I have tremendous affection for restaurants where whole groups of people are made to feel welcome, and this new St. Louis Park enterprise coddles its female demographic so successfully that I wouldn't be surprised if owner and first-time restaurateur Craig Bentdahl's strategy ended up in a Harvard Business School case study.
The gravitational pull starts with the surroundings. Anyone who says that decor doesn't matter has clearly never logged a few pleasant hours seated inside Mill Valley Kitchen. There, the Minneapolis design firm of Shea Inc. deftly demonstrates the transformative powers of crown molding and coffered ceilings, and then washes the whole sunny, wide-open square footage in a flattering cream color (it's Dover White by Sherwin-Williams) that will undoubtedly become the paint that launched a thousand kitchen renovations. It's a non-confrontational blend of contemporary and traditional that quietly dissolves into a backdrop for making the real stars of the show -- the customers -- stand out.
And they do.

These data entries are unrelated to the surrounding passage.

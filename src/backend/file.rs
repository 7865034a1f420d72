//! File-per-key storage backend.
//!
//! Values are written to a temporary sibling file and renamed into place, so
//! a reader sees either the previous value or the new one.

use super::CacheBackend;
use crate::error::{Error, Result};
use std::io::ErrorKind;
use std::path::{Path, PathBuf};
use std::sync::atomic::{AtomicU64, Ordering};
use std::sync::Arc;

static TEMP_COUNTER: AtomicU64 = AtomicU64::new(0);

/// Stores each key as a file inside `root`.
///
/// Keys must be non-empty, must not start with `.`, and may only contain
/// ASCII letters, digits, `.`, `_` and `-`. The root directory is created on
/// first write.
#[derive(Clone, Debug)]
pub struct FileBackend {
    root: Arc<PathBuf>,
}

impl FileBackend {
    pub fn new(root: impl Into<PathBuf>) -> Self {
        FileBackend {
            root: Arc::new(root.into()),
        }
    }

    pub fn root(&self) -> &Path {
        &self.root
    }

    fn path_for(&self, key: &str) -> Result<PathBuf> {
        validate_key(key)?;
        Ok(self.root.join(key))
    }
}

fn validate_key(key: &str) -> Result<()> {
    let valid_chars = key
        .chars()
        .all(|c| c.is_ascii_alphanumeric() || matches!(c, '.' | '_' | '-'));

    if key.is_empty() || key.starts_with('.') || !valid_chars {
        return Err(Error::ConfigError(format!(
            "Invalid storage key for file backend: {:?}",
            key
        )));
    }
    Ok(())
}

impl CacheBackend for FileBackend {
    async fn get(&self, key: &str) -> Result<Option<Vec<u8>>> {
        let path = self.path_for(key)?;
        match tokio::fs::read(&path).await {
            Ok(bytes) => {
                debug!("✓ File GET {} -> HIT ({} bytes)", key, bytes.len());
                Ok(Some(bytes))
            }
            Err(e) if e.kind() == ErrorKind::NotFound => {
                debug!("✓ File GET {} -> MISS", key);
                Ok(None)
            }
            Err(e) => Err(Error::BackendError(format!(
                "read {}: {}",
                path.display(),
                e
            ))),
        }
    }

    async fn set(&self, key: &str, value: Vec<u8>) -> Result<()> {
        let path = self.path_for(key)?;
        tokio::fs::create_dir_all(self.root.as_path()).await?;

        let seq = TEMP_COUNTER.fetch_add(1, Ordering::Relaxed);
        let tmp = self
            .root
            .join(format!(".{}.{}.{}.tmp", key, std::process::id(), seq));

        if let Err(e) = tokio::fs::write(&tmp, &value).await {
            let _ = tokio::fs::remove_file(&tmp).await;
            return Err(e.into());
        }
        if let Err(e) = tokio::fs::rename(&tmp, &path).await {
            let _ = tokio::fs::remove_file(&tmp).await;
            return Err(e.into());
        }

        debug!("✓ File SET {} ({} bytes)", key, value.len());
        Ok(())
    }

    async fn delete(&self, key: &str) -> Result<()> {
        let path = self.path_for(key)?;
        match tokio::fs::remove_file(&path).await {
            Ok(()) => {
                debug!("✓ File DELETE {}", key);
                Ok(())
            }
            Err(e) if e.kind() == ErrorKind::NotFound => Ok(()),
            Err(e) => Err(e.into()),
        }
    }
}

Mill Valley Kitchen has renewed my fascination with people-watching (and its even shallower sibling, style-watching) all over again. For armchair Jane Goodalls like me who want to make a study of prosperous, attractive and well-groomed females -- and yes, similarly tax-bracketed males, whose numbers grow at dinner -- Mill Valley Kitchen is your stamping grounds.
Chef Mike Rakun's cooking style is another draw. To throw the blanket and often pejorative label of spa food over his work would be wrong, at least the outmoded idea of what constitutes healthful-minded fare, which was mostly about deprivation.
Instead, Rakun is demonstrating that restaurant dining can deliver robust and satisfying flavors without relying upon clarified butter, rich animal proteins and a whole host of other dietary no-nos. With a few exceptions, his cooking is clean, sensible and occasionally exciting, a tough accomplishment when number-crunching dietary data is published on the menu. Oh, and when it comes to portion sizes, sanity reigns.
It's not as Weight Watchers-ish as it sounds. I would go back just for another crack at the exceptional juicy and crisp-skinned chicken, or the lean grass-fed filet grilled precisely to order, or the lively array of roasted vegetables that could have felt like a chore but were anything but.
It should not come as a surprise that the salads are thoughtfully composed and popping with bright, fresh flavors -- don't miss the spinach salads, one with a warm red-wine vinaigrette, the other tossed with sweet grilled plums -- although they can also be dressed with a heavy hand.